Earlier this month, Standard & Poor’s Corp. downgraded Maytag’s credit ratings, citing the company’s weakening financial performance. On July 9, Maytag said Chief Financial Officer Steven Wood was leaving the company and that former Danaher Corp. executive George C. Moore would replace him.

In March, the manufacturer warned that sales had dropped at its Hoover floor-care products division because of bad weather and slipping consumer confidence. In April, the company said it would slash about 500 salaried positions. The Newton-based company has about 20,900 workers, roughly 6,400 of whom are salaried.

To compete against rivals Whirlpool Corp. and General Electric Co., the No. 1 and No. 2 domestic appliance makers, respectively, Maytag Chairman and Chief Executive Ralph Hake has embarked on a cost-cutting program that is expected to save about $100 million annually after this year by streamlining logistics, benefits, its workforce and by closing a factory and moving some production to Mexico.
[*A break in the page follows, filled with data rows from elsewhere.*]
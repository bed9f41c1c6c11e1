//! # Entity Status Model
//!
//! Schemas, issuers, and bindings share one status taxonomy: a
//! non-negative integer code, with two reserved codes for the common
//! lifecycle states. Status changes are requested as a tagged
//! [`StatusRequest`] and resolved to a concrete [`StatusCode`] exactly
//! once — the same resolution for every entity kind. The only thing that
//! differs per kind is which mutating call carries the resolved code.
//!
//! Entities are never deleted: "deactivation" is the deprecated status
//! code, not removal.

use serde::{Deserialize, Serialize};

use crate::error::RegistryError;

/// An entity status code as stored by the registry.
///
/// Codes `1` (active) and `2` (deprecated) are reserved; the registry's
/// issuer status table additionally documents `3` (in conflict). Any
/// other non-negative code is a caller-defined custom status and is
/// carried verbatim.
#[derive(Debug, Clone, Copy, PartialEq, Eq, Hash, Serialize, Deserialize)]
#[serde(transparent)]
pub struct StatusCode(u64);

impl StatusCode {
    /// Reserved code for an active entity.
    pub const ACTIVE: StatusCode = StatusCode(1);
    /// Reserved code for a deprecated (deactivated) entity.
    pub const DEPRECATED: StatusCode = StatusCode(2);
    /// Documented issuer-table code for a DID ownership conflict.
    pub const IN_CONFLICT: StatusCode = StatusCode(3);

    /// Wrap a raw status code.
    pub fn new(code: u64) -> Self {
        Self(code)
    }

    /// The raw integer value.
    pub fn value(&self) -> u64 {
        self.0
    }

    /// Display label for the reserved codes, if this is one.
    pub fn label(&self) -> Option<&'static str> {
        match self.0 {
            1 => Some("active"),
            2 => Some("deprecated"),
            3 => Some("in_conflict"),
            _ => None,
        }
    }
}

impl From<u64> for StatusCode {
    fn from(code: u64) -> Self {
        Self(code)
    }
}

impl std::fmt::Display for StatusCode {
    fn fmt(&self, f: &mut std::fmt::Formatter<'_>) -> std::fmt::Result {
        match self.label() {
            Some(label) => write!(f, "{} ({label})", self.0),
            None => write!(f, "{}", self.0),
        }
    }
}

/// A requested status transition, shared by every `set_*_status` call.
#[derive(Debug, Clone, Copy, PartialEq, Eq, Serialize, Deserialize)]
pub enum StatusRequest {
    /// Set the reserved active code.
    Activate,
    /// Set the reserved deprecated code.
    Deactivate,
    /// Set an explicit code. Must be a non-negative integer; validated
    /// by [`StatusRequest::resolve`].
    SetExplicit(i64),
}

impl StatusRequest {
    /// Resolve the request to the concrete code the mutating call will
    /// carry.
    ///
    /// Pure and order-independent: `Activate` and `Deactivate` always
    /// return the same reserved codes regardless of call history, and
    /// `SetExplicit(n)` returns `n` verbatim for every non-negative `n`.
    pub fn resolve(&self) -> Result<StatusCode, RegistryError> {
        match *self {
            Self::Activate => Ok(StatusCode::ACTIVE),
            Self::Deactivate => Ok(StatusCode::DEPRECATED),
            Self::SetExplicit(code) => {
                if code < 0 {
                    return Err(RegistryError::InvalidStatusCode { requested: code });
                }
                Ok(StatusCode::new(code as u64))
            }
        }
    }
}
The company is also introducing new products, including a large oven and a top-loading version of its popular Neptune washing machine. The price of steel is expected to fall after tariffs introduced by President George Bush were ruled illegal by the World Trade Organization in March.
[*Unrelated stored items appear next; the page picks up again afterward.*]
//! # Call Catalogue
//!
//! Every mutating entrypoint and read-only view the registry contract
//! exposes, as typed definitions. Each [`Mutation`] knows its entrypoint
//! name, its wire arguments, which of its arguments are free-form strings
//! subject to the encoding gate, and — where the contract assigns an
//! identity server-side — a [`ResultExtractor`] locating that identity in
//! the confirmed operation's nested result payload.
//!
//! Keeping the extractor next to the mutation definition keeps the
//! pipeline generic: result-slot indexing is contract-version specific
//! and lives in exactly one place per mutation, never in the pipeline.

use serde_json::{json, Value};
use vcreg_core::{AccountAddress, ContractAddress, IssuerDid, SchemaId, StatusCode};

/// A mutating registry call with resolved arguments.
///
/// Status-changing variants carry an already-resolved [`StatusCode`] —
/// resolution happens once, in
/// [`StatusRequest::resolve`](vcreg_core::StatusRequest::resolve),
/// identically for all entity kinds.
#[derive(Debug, Clone, PartialEq, Eq)]
pub enum Mutation {
    /// Register a new schema; the registry assigns its id.
    AddSchema {
        /// Opaque schema payload.
        schema_data: String,
    },
    /// Set a schema's status code.
    SetSchemaStatus {
        /// Target schema.
        schema_id: SchemaId,
        /// Resolved status code to store.
        status: StatusCode,
    },
    /// Register a new issuer, or overwrite the record for an existing DID.
    AddIssuer {
        /// Caller-chosen unique DID.
        issuer_did: IssuerDid,
        /// Opaque issuer payload.
        issuer_data: String,
    },
    /// Set an issuer's status code.
    SetIssuerStatus {
        /// Target issuer.
        issuer_did: IssuerDid,
        /// Resolved status code to store.
        status: StatusCode,
    },
    /// Transfer ownership of an issuer record.
    SetIssuerOwner {
        /// Target issuer.
        issuer_did: IssuerDid,
        /// New owning account.
        owner: AccountAddress,
    },
    /// Bind an issuer to a schema it may use.
    BindIssuerSchema {
        /// Issuer side of the binding.
        issuer_did: IssuerDid,
        /// Schema side of the binding.
        schema_id: SchemaId,
    },
    /// Set a binding's status code.
    SetBindingStatus {
        /// Issuer side of the binding.
        issuer_did: IssuerDid,
        /// Schema side of the binding.
        schema_id: SchemaId,
        /// Resolved status code to store.
        status: StatusCode,
    },
}

impl Mutation {
    /// The contract entrypoint this mutation invokes.
    pub fn entrypoint(&self) -> &'static str {
        match self {
            Self::AddSchema { .. } => "add_schema",
            Self::SetSchemaStatus { .. } => "set_schema_status",
            Self::AddIssuer { .. } => "add_issuer",
            Self::SetIssuerStatus { .. } => "set_issuer_status",
            Self::SetIssuerOwner { .. } => "set_issuer_owner",
            Self::BindIssuerSchema { .. } => "bind_issuer_schema",
            Self::SetBindingStatus { .. } => "set_binding_status",
        }
    }

    /// The entrypoint's argument record, in wire form.
    pub fn arguments(&self) -> Value {
        match self {
            Self::AddSchema { schema_data } => json!({ "schema_data": schema_data }),
            Self::SetSchemaStatus { schema_id, status } => json!({
                "schema_id": schema_id,
                "status": status,
            }),
            Self::AddIssuer {
                issuer_did,
                issuer_data,
            } => json!({
                "issuer_did": issuer_did,
                "issuer_data": issuer_data,
            }),
            Self::SetIssuerStatus { issuer_did, status } => json!({
                "issuer_did": issuer_did,
                "status": status,
            }),
            Self::SetIssuerOwner { issuer_did, owner } => json!({
                "issuer_did": issuer_did,
                "owner": owner,
            }),
            Self::BindIssuerSchema {
                issuer_did,
                schema_id,
            } => json!({
                "issuer_did": issuer_did,
                "schema_id": schema_id,
            }),
            Self::SetBindingStatus {
                issuer_did,
                schema_id,
                status,
            } => json!({
                "issuer_did": issuer_did,
                "schema_id": schema_id,
                "status": status,
            }),
        }
    }

    /// The free-form string arguments subject to the encoding gate, as
    /// `(field name, value)` pairs.
    ///
    /// Numeric ids, status codes, and owner addresses have their own wire
    /// encodings and are deliberately absent.
    pub fn gated_strings(&self) -> Vec<(&'static str, &str)> {
        match self {
            Self::AddSchema { schema_data } => vec![("schema_data", schema_data.as_str())],
            Self::SetSchemaStatus { .. } => vec![],
            Self::AddIssuer {
                issuer_did,
                issuer_data,
            } => vec![
                ("issuer_did", issuer_did.as_str()),
                ("issuer_data", issuer_data.as_str()),
            ],
            Self::SetIssuerStatus { issuer_did, .. }
            | Self::SetIssuerOwner { issuer_did, .. }
            | Self::BindIssuerSchema { issuer_did, .. }
            | Self::SetBindingStatus { issuer_did, .. } => {
                vec![("issuer_did", issuer_did.as_str())]
            }
        }
    }

    /// The extractor for a server-assigned identity in this mutation's
    /// confirmed result, if the contract assigns one.
    pub fn result_extractor(&self) -> Option<ResultExtractor> {
        match self {
            // The storage contract appends the new schema under the next
            // counter value; the assigned id surfaces in the second
            // internal operation's updated storage, third slot. Tied to
            // the deployed contract version.
            Self::AddSchema { .. } => Some(ResultExtractor::new(
                "schema_id",
                &[Seg::Index(1), Seg::Key("storage"), Seg::Index(2)],
            )),
            _ => None,
        }
    }
}

/// A read-only view call with resolved arguments.
#[derive(Debug, Clone, PartialEq, Eq)]
pub enum View {
    /// Look up a schema by id.
    GetSchema {
        /// Target schema.
        schema_id: SchemaId,
    },
    /// Look up an issuer by DID.
    GetIssuer {
        /// Target issuer.
        issuer_did: IssuerDid,
    },
    /// Check whether an issuer is currently authorized for a schema.
    VerifyBinding {
        /// Issuer side of the binding.
        issuer_did: IssuerDid,
        /// Schema side of the binding.
        schema_id: SchemaId,
    },
}

impl View {
    /// The contract view this call queries.
    pub fn name(&self) -> &'static str {
        match self {
            Self::GetSchema { .. } => "get_schema",
            Self::GetIssuer { .. } => "get_issuer",
            Self::VerifyBinding { .. } => "verify_binding",
        }
    }

    /// The view's argument, in wire form.
    pub fn arguments(&self) -> Value {
        match self {
            Self::GetSchema { schema_id } => json!(schema_id),
            Self::GetIssuer { issuer_did } => json!(issuer_did),
            Self::VerifyBinding {
                issuer_did,
                schema_id,
            } => json!({
                "issuer_did": issuer_did,
                "schema_id": schema_id,
            }),
        }
    }
}

/// A fully constructed operation ready for signing and submission.
#[derive(Debug, Clone, PartialEq, Eq, serde::Serialize)]
pub struct OperationPayload {
    /// The contract the operation targets.
    pub contract: ContractAddress,
    /// Entrypoint name.
    pub entrypoint: String,
    /// Entrypoint argument record.
    pub arguments: Value,
}

/// One step into a nested result payload.
#[derive(Debug, Clone, Copy, PartialEq, Eq)]
pub enum Seg {
    /// Descend into an object field.
    Key(&'static str),
    /// Descend into an array element.
    Index(usize),
}

/// Locates a server-assigned identity inside a confirmed operation's
/// nested result payload.
///
/// Registered per mutation in [`Mutation::result_extractor`]; the
/// pipeline walks the segment path generically and never hardcodes slot
/// positions itself.
#[derive(Debug, Clone, PartialEq, Eq)]
pub struct ResultExtractor {
    /// What the extracted value is, for diagnostics (e.g. `schema_id`).
    pub what: &'static str,
    path: &'static [Seg],
}

impl ResultExtractor {
    /// Define an extractor over a segment path rooted at the receipt's
    /// internal-results payload.
    pub fn new(what: &'static str, path: &'static [Seg]) -> Self {
        Self { what, path }
    }

    /// Walk the path and pull out the assigned integer identity.
    ///
    /// Returns `None` when the payload does not have the expected shape —
    /// the caller reports this as an extraction failure with the
    /// mutation's name attached, rather than guessing.
    pub fn extract(&self, internal_results: &Value) -> Option<u64> {
        let mut cursor = internal_results;
        for seg in self.path {
            cursor = match *seg {
                Seg::Key(key) => cursor.get(key)?,
                Seg::Index(index) => cursor.get(index)?,
            };
        }
        // The contract stores nats; tolerate a decimal string encoding.
        cursor
            .as_u64()
            .or_else(|| cursor.as_str().and_then(|s| s.parse().ok()))
    }
}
“We worked hard to reduce our costs, and those efforts should continue to pay off in the second half as we benefit from our restructuring savings, steel cost reductions and multiple product launches,” Hake said in a statement.

The company’s second-quarter results included charges of $18.8 million, or 24 cents per share, related to the closure of a manufacturing plant in Galesburg, Ill., and a reduction of the company’s salaried workforce. Excluding the charges, per-share profits would have been 56 cents, which matched the average estimate of analysts polled by Thomson First Call.

For the year, Hake reiterated guidance he gave analysts and investors in April, saying that he expects the company to have per-share profits of $1.80 to $1.90, including restructuring charges of about $60 million, or 50 cents per share. Wall Street analysts had expected, on average, earnings of $2.27.